Honeybees have a remarkably complex language. It includes dancing, headbutting and scaling vibrations. Each intriguing maneuver conveys specific and precise meaning. For example, when honeybees encounter giant Asian hornets their vibrational dialect quickly pulses up the scale. That is, the higher the pitch, the greater the peril.
Honeybees can communicate danger better than any other of the 900,000 or so kinds of insects. That’s why scientists are paying close attention to the bees because they spotlight toxicity within the environment. It’s high time for the lawmakers globally to ban all these deadly nerve poisons that are killing bees and birds, e.g., neonicotinoids, sulfoxaflors, flupyradifurone and chlorpyrifos.
Would you like to become a bee guardian? If so, consider making a ‘beeautiful’ sun hive. They are large (~8 ft) egg-shaped skeps woven from rye straw. Sun hives mimic a hollow inside a tree trunk left from big, old branches. Bees thrive within sun hives.
Thank you to all our friends at Natural Beekeeping Trust for encouraging these pleasing shelters.

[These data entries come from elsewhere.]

//! Contact form route handler.

use axum::{extract::State, http::StatusCode, response::IntoResponse};
use serde_json::json;
use tracing::instrument;

use crate::error::{AppError, Result, add_breadcrumb};
use crate::extract::Json;
use crate::middleware::OptionalAuth;
use crate::models::ContactForm;
use crate::services::mailer::contact_notification;
use crate::state::AppState;

/// `POST /contact`
///
/// Open to guests. Stores the message, linked to the sender when signed in,
/// then notifies the admin inbox. A failed notification is logged and does
/// not fail the request, since the message is already saved.
#[instrument(skip_all)]
pub async fn send(
    State(state): State<AppState>,
    OptionalAuth(user): OptionalAuth,
    Json(form): Json<ContactForm>,
) -> Result<impl IntoResponse> {
    let new_message = form
        .validate(user.map(|u| u.id))
        .map_err(|e| AppError::Validation(e.to_string()))?;

    let message = state.store().insert_contact_message(&new_message).await?;
    add_breadcrumb(
        "contact",
        "Contact message stored",
        &[("message_id", &message.id.to_string())],
    );

    if let Err(e) = state
        .mailer()
        .notify_admin(&contact_notification(&message))
        .await
    {
        tracing::error!(
            error = %e,
            message_id = %message.id,
            "Failed to send contact notification"
        );
    }

    Ok((
        StatusCode::CREATED,
        Json(json!({ "message": "Contact message sent successfully" })),
    ))
}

Gen Zs are helping to raise awareness of the importance of bees as our co-planetary partners. Jazlyn Smith, an 11-year-old artist from Albuquerque’s Sign Language Academy, designed the attractive personalized New Mexican pollinator license plates.

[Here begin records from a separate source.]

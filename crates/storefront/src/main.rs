//! BoostedLabs Storefront - JSON API for the shop.
//!
//! # Architecture
//!
//! - Axum web framework, JSON in and out
//! - `PostgreSQL` for catalog, carts, orders and chat history
//! - Stripe Checkout for payments, confirmed by signed webhooks
//! - OpenAI Chat Completions for the shopping assistant (optional)
//!
//! Accounts live in the auth service; this binary only verifies its JWTs.

#![cfg_attr(not(test), forbid(unsafe_code))]

use std::net::SocketAddr;

use boostedlabs_storefront::config::{ConfigError, StorefrontConfig};
use boostedlabs_storefront::state::{AppState, StateError};
use boostedlabs_storefront::{RateLimits, app, db};
use sentry::integrations::tracing as sentry_tracing;
use tracing_subscriber::{layer::SubscriberExt, util::SubscriberInitExt};

/// Startup and serve failures.
#[derive(Debug, thiserror::Error)]
enum ServerError {
    #[error("configuration: {0}")]
    Config(#[from] ConfigError),
    #[error("database: {0}")]
    Database(#[from] sqlx::Error),
    #[error("state: {0}")]
    State(#[from] StateError),
    #[error("io: {0}")]
    Io(#[from] std::io::Error),
}

/// Initialize Sentry error tracking and return guard that must be kept alive.
fn init_sentry(config: &StorefrontConfig) -> Option<sentry::ClientInitGuard> {
    let dsn = config.sentry_dsn.as_ref()?;

    let guard = sentry::init((
        dsn.as_str(),
        sentry::ClientOptions {
            release: sentry::release_name!(),
            environment: config
                .sentry_environment
                .clone()
                .map(std::borrow::Cow::Owned),
            attach_stacktrace: true,
            ..Default::default()
        },
    ));

    tracing::info!("Sentry initialized");
    Some(guard)
}

/// Filter tracing events to Sentry event types.
fn sentry_event_filter(metadata: &tracing::Metadata<'_>) -> sentry_tracing::EventFilter {
    match *metadata.level() {
        tracing::Level::ERROR | tracing::Level::WARN => sentry_tracing::EventFilter::Event,
        tracing::Level::INFO | tracing::Level::DEBUG => sentry_tracing::EventFilter::Breadcrumb,
        _ => sentry_tracing::EventFilter::Ignore,
    }
}

#[tokio::main]
async fn main() -> Result<(), ServerError> {
    // Load configuration from environment (needed for Sentry init)
    let config = StorefrontConfig::from_env()?;

    // Initialize Sentry (must be done before tracing subscriber)
    let _sentry_guard = init_sentry(&config);

    // Defaults to info level for our crate if RUST_LOG is not set
    let env_filter = tracing_subscriber::EnvFilter::try_from_default_env()
        .unwrap_or_else(|_| "boostedlabs_storefront=info,tower_http=debug".into());

    // JSON logs when LOG_FORMAT=json, text otherwise
    let json_logs = std::env::var("LOG_FORMAT").is_ok_and(|v| v.eq_ignore_ascii_case("json"));
    let json_layer = json_logs.then(|| tracing_subscriber::fmt::layer().json().flatten_event(true));
    let text_layer = (!json_logs).then(tracing_subscriber::fmt::layer);

    tracing_subscriber::registry()
        .with(env_filter)
        .with(json_layer)
        .with(text_layer)
        .with(sentry_tracing::layer().event_filter(sentry_event_filter))
        .init();

    let pool = db::create_pool(&config.database_url).await?;
    tracing::info!("Database pool created");

    // NOTE: Migrations are NOT run automatically on startup.
    // Run them explicitly via: cargo run -p boostedlabs-cli -- migrate

    let addr = config.socket_addr();
    let state = AppState::from_config(config, pool)?;
    let app = app(state, RateLimits::Enabled);

    tracing::info!("storefront listening on {}", addr);
    let listener = tokio::net::TcpListener::bind(addr).await?;

    axum::serve(
        listener,
        app.into_make_service_with_connect_info::<SocketAddr>(),
    )
    .with_graceful_shutdown(shutdown_signal())
    .await?;

    Ok(())
}

/// Wait for shutdown signal (Ctrl+C or SIGTERM).
async fn shutdown_signal() {
    let ctrl_c = async {
        if let Err(e) = tokio::signal::ctrl_c().await {
            tracing::error!(error = %e, "Failed to listen for Ctrl+C");
            std::future::pending::<()>().await;
        }
    };

    #[cfg(unix)]
    let terminate = async {
        match tokio::signal::unix::signal(tokio::signal::unix::SignalKind::terminate()) {
            Ok(mut signal) => {
                signal.recv().await;
            }
            Err(e) => {
                tracing::error!(error = %e, "Failed to install SIGTERM handler");
                std::future::pending::<()>().await;
            }
        }
    };

    #[cfg(not(unix))]
    let terminate = std::future::pending::<()>();

    tokio::select! {
        () = ctrl_c => {},
        () = terminate => {},
    }

    tracing::info!("Shutdown signal received, starting graceful shutdown");
}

Our friends in the ‘Land of Enchantment’ can purchase these new plates for a mere $25 with a $15 annual fee. It will help rewild the roadside habitat with a kaleidoscope of native perennial spring, summer and autumn flowers, vital forage for all pollinators.
Monies raised from the ‘pollinator protection’ license plates will fund the wildflower planting program as well as educational gardens. The state will steward these glorious pollinator-friendly habitats by not mowing or spraying herbicides along roadsides. Kudos to New Mexico Gov. Michelle Lujan Grisham for embracing rewilding and championing a healthy future for insects, birds, waterways and the Gen Zs.
Is a Floridian solitary bee back from the brink, maybe? This summer the ultra-rare metallic blue calamintha bees (Osmia calaminthae) were spotted near Lake Wales Ridge, Florida. These bees hadn’t been seen for years. “We observed a shiny blue bee grabbing and rubbing its head on the top portion of the flower (Ashe’s calamint) 2-3 times,” remarked Florida Museum of Natural History researcher, Dr Chase Kimmel. “We were pretty shocked to see it!”
Image Credit: USA Today
These tiny beauts are one of the most imperiled and geographically restricted native bees in North America. Sightings of our blue sistren in Central Florida are an encouraging sign of survival.
Image Credit: James Dorey
There are at least 20,000 species of bees on the planet and perhaps another 20,000 yet to be discovered. Until recently, it was believed that our buzzing compatriots were 8AM to 5PM workers. Not so according to observations by Gen Z researcher, James Dorey, Flinders University, South Australia. He discovered two Aussie native bees, the nomiine (Reepenia bituberculata) the marked bee (Meroglossa gemmata), that work late into the night.
Image Credit: James Dore
Dorey recorded these wee darlings pollinating during dusk. These bees have enlarged compound and simple eyes, enabling them to conduct their buzzing affairs during the twilight hour within Australia’s tropical north. Are there other bee species with night vision in more arid, subtropical and temperate Austral regions that pollinate on the late shift?
Consider becoming an Earthkeeper by embracing wonder, curiosity, joy, harmony and peace of mind that await you and your family. Simply visit any nearby patch of nature, sit patiently, quietly listen, watch and enjoy nature’s thrilling pageantry.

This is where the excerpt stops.